[[ Data records open ]]

//! Endpoint registry for the Messari REST API.
//!
//! Every supported route is described by an [`EndpointDescriptor`]: HTTP
//! method, path template, the path parameters the template expects, and the
//! allow-list of query parameters the route accepts. The descriptors are pure
//! data; [`EndpointRegistry`] wraps them in a lookup structure built once and
//! never mutated afterwards.

use std::collections::HashMap;

use serde::Serialize;

use crate::error::MessariError;

/// HTTP methods used by registry entries.
#[derive(Debug, Clone, Copy, PartialEq, Eq, Serialize)]
#[serde(rename_all = "UPPERCASE")]
pub enum HttpMethod {
    Get,
    Post,
    Put,
    Delete,
}

impl HttpMethod {
    pub(crate) fn as_reqwest(self) -> reqwest::Method {
        match self {
            HttpMethod::Get => reqwest::Method::GET,
            HttpMethod::Post => reqwest::Method::POST,
            HttpMethod::Put => reqwest::Method::PUT,
            HttpMethod::Delete => reqwest::Method::DELETE,
        }
    }
}

impl std::fmt::Display for HttpMethod {
    fn fmt(&self, f: &mut std::fmt::Formatter<'_>) -> std::fmt::Result {
        let name = match self {
            HttpMethod::Get => "GET",
            HttpMethod::Post => "POST",
            HttpMethod::Put => "PUT",
            HttpMethod::Delete => "DELETE",
        };
        write!(f, "{name}")
    }
}

/// Static description of one Messari API route.
///
/// Invariant: every `{placeholder}` in `path` has an entry in `path_params`
/// and vice versa.
#[derive(Debug, Clone, Serialize)]
pub struct EndpointDescriptor {
    /// Unique dotted key, `resource.action` convention (e.g. `"assets.list"`)
    pub key: &'static str,
    /// HTTP method used for the request
    pub method: HttpMethod,
    /// URL path template with `{name}` placeholders
    pub path: &'static str,
    /// Names of the placeholders present in `path`
    pub path_params: &'static [&'static str],
    /// Allow-list of recognized query parameters (may be empty)
    pub query_params: &'static [&'static str],
    /// Human-readable description, documentation only
    pub description: &'static str,
}

impl EndpointDescriptor {
    /// Placeholder names in the order they appear in the path template.
    pub fn placeholders(&self) -> impl Iterator<Item = &'static str> {
        let mut rest = self.path;
        std::iter::from_fn(move || {
            let start = rest.find('{')?;
            let end = start + rest[start..].find('}')?;
            let name = &rest[start + 1..end];
            rest = &rest[end + 1..];
            Some(name)
        })
    }

    /// Whether `name` is on this endpoint's query-parameter allow-list.
    pub fn allows_query_param(&self, name: &str) -> bool {
        self.query_params.contains(&name)
    }
}

/// Every supported Messari route, in registration order.
///
/// Registration order is the listing order used by introspection tooling, so
/// new entries go at the end of their resource group.
pub static MESSARI_ENDPOINTS: &[EndpointDescriptor] = &[
    // Assets: market information for thousands of digital assets, including
    // price data, metadata, supply figures and coverage indicators.
    EndpointDescriptor {
        key: "assets.list",
        method: HttpMethod::Get,
        path: "/metrics/v2/assets",
        path_params: &[],
        query_params: &[
            "category",
            "sector",
            "search",
            "limit",
            "page",
            "hasDiligence",
            "hasIntel",
            "hasMarketData",
            "hasNews",
            "hasProposals",
            "hasResearch",
            "hasTokenUnlocks",
            "hasFundraising",
        ],
        description: "Paginated collection of assets with optional filters for category, sector, \
                      keyword search and data-coverage flags. Useful for discovery lists, \
                      scanners and filters.",
    },
    EndpointDescriptor {
        key: "assets.details",
        method: HttpMethod::Get,
        path: "/metrics/v2/assets/details",
        path_params: &[],
        query_params: &["assetIDs"],
        description: "Detailed information for up to 20 assets (comma-separated slugs or UUIDs), \
                      including pricing, metadata, supply figures and headline market metrics.",
    },
    // Exchanges: spot and derivatives exchange metadata with normalized
    // activity metrics.
    EndpointDescriptor {
        key: "exchanges.list",
        method: HttpMethod::Get,
        path: "/metrics/v1/exchanges",
        path_params: &[],
        query_params: &["limit", "pageSize", "page", "type", "typeRankCutoff"],
        description: "Paginated list of exchanges with optional filters for exchange type \
                      (centralized or decentralized) and 30-day ranking.",
    },
    EndpointDescriptor {
        key: "exchanges.get",
        method: HttpMethod::Get,
        path: "/metrics/v1/exchanges/{exchangeIdentifier}",
        path_params: &["exchangeIdentifier"],
        query_params: &[],
        description: "Single exchange by slug or unique identifier, with metadata and recent \
                      volume metrics.",
    },
    // News: aggregated crypto-focused news feed and source directory.
    EndpointDescriptor {
        key: "news.feed",
        method: HttpMethod::Get,
        path: "/news/v1/news/feed",
        path_params: &[],
        query_params: &[
            "publishedBefore",
            "publishedAfter",
            "sourceTypes",
            "sourceIds",
            "assetIds",
            "sort",
            "limit",
            "page",
        ],
        description: "Paginated crypto news feed with optional filters for publish window, \
                      source type, source IDs and tagged assets.",
    },
    EndpointDescriptor {
        key: "news.sources",
        method: HttpMethod::Get,
        path: "/news/v1/news/sources",
        path_params: &[],
        query_params: &["sourceName", "sourceTypes", "limit", "page"],
        description: "News sources available in the Messari news system, filterable by name \
                      substring and source type.",
    },
];

/// Immutable lookup over a table of [`EndpointDescriptor`]s.
///
/// Built once, typically at program start, and passed to the client; there is
/// no global registry singleton. Key order is preserved from the table so
/// listings stay deterministic.
#[derive(Debug, Clone)]
pub struct EndpointRegistry {
    index: HashMap<&'static str, &'static EndpointDescriptor>,
    order: Vec<&'static str>,
}

impl EndpointRegistry {
    /// Build the registry over the built-in [`MESSARI_ENDPOINTS`] table.
    pub fn new() -> Self {
        Self::from_table(MESSARI_ENDPOINTS)
    }

    /// Build a registry over a custom descriptor table.
    ///
    /// Useful for tests and for callers that expose a subset of routes.
    pub fn from_table(table: &'static [EndpointDescriptor]) -> Self {
        let mut index = HashMap::with_capacity(table.len());
        let mut order = Vec::with_capacity(table.len());
        for descriptor in table {
            index.insert(descriptor.key, descriptor);
            order.push(descriptor.key);
        }
        Self { index, order }
    }

    /// Look up a descriptor by key.
    pub fn get(&self, key: &str) -> Result<&'static EndpointDescriptor, MessariError> {
        self.index
            .get(key)
            .copied()
            .ok_or_else(|| MessariError::UnknownEndpoint {
                key: key.to_string(),
            })
    }

    /// Alias of [`get`](Self::get), named for introspection call sites.
    pub fn describe(&self, key: &str) -> Result<&'static EndpointDescriptor, MessariError> {
        self.get(key)
    }

    /// All registered keys, in registration order.
    pub fn keys(&self) -> impl Iterator<Item = &'static str> + '_ {
        self.order.iter().copied()
    }

    /// Number of registered endpoints.
    pub fn len(&self) -> usize {
        self.order.len()
    }

    /// Whether the registry holds no endpoints.
    pub fn is_empty(&self) -> bool {
        self.order.is_empty()
    }
}

impl Default for EndpointRegistry {
    fn default() -> Self {
        Self::new()
    }
}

[[ Data records closed ]]

◆ Task prompt
What you return must be the line that contains "introspection call sites." followed by every remaining line of the material, all exactly as written and nothing more.

◆ Exercise response
    /// Alias of [`get`](Self::get), named for introspection call sites.
    pub fn describe(&self, key: &str) -> Result<&'static EndpointDescriptor, MessariError> {
        self.get(key)
    }

    /// All registered keys, in registration order.
    pub fn keys(&self) -> impl Iterator<Item = &'static str> + '_ {
        self.order.iter().copied()
    }

    /// Number of registered endpoints.
    pub fn len(&self) -> usize {
        self.order.len()
    }

    /// Whether the registry holds no endpoints.
    pub fn is_empty(&self) -> bool {
        self.order.is_empty()
    }
}

impl Default for EndpointRegistry {
    fn default() -> Self {
        Self::new()
    }
}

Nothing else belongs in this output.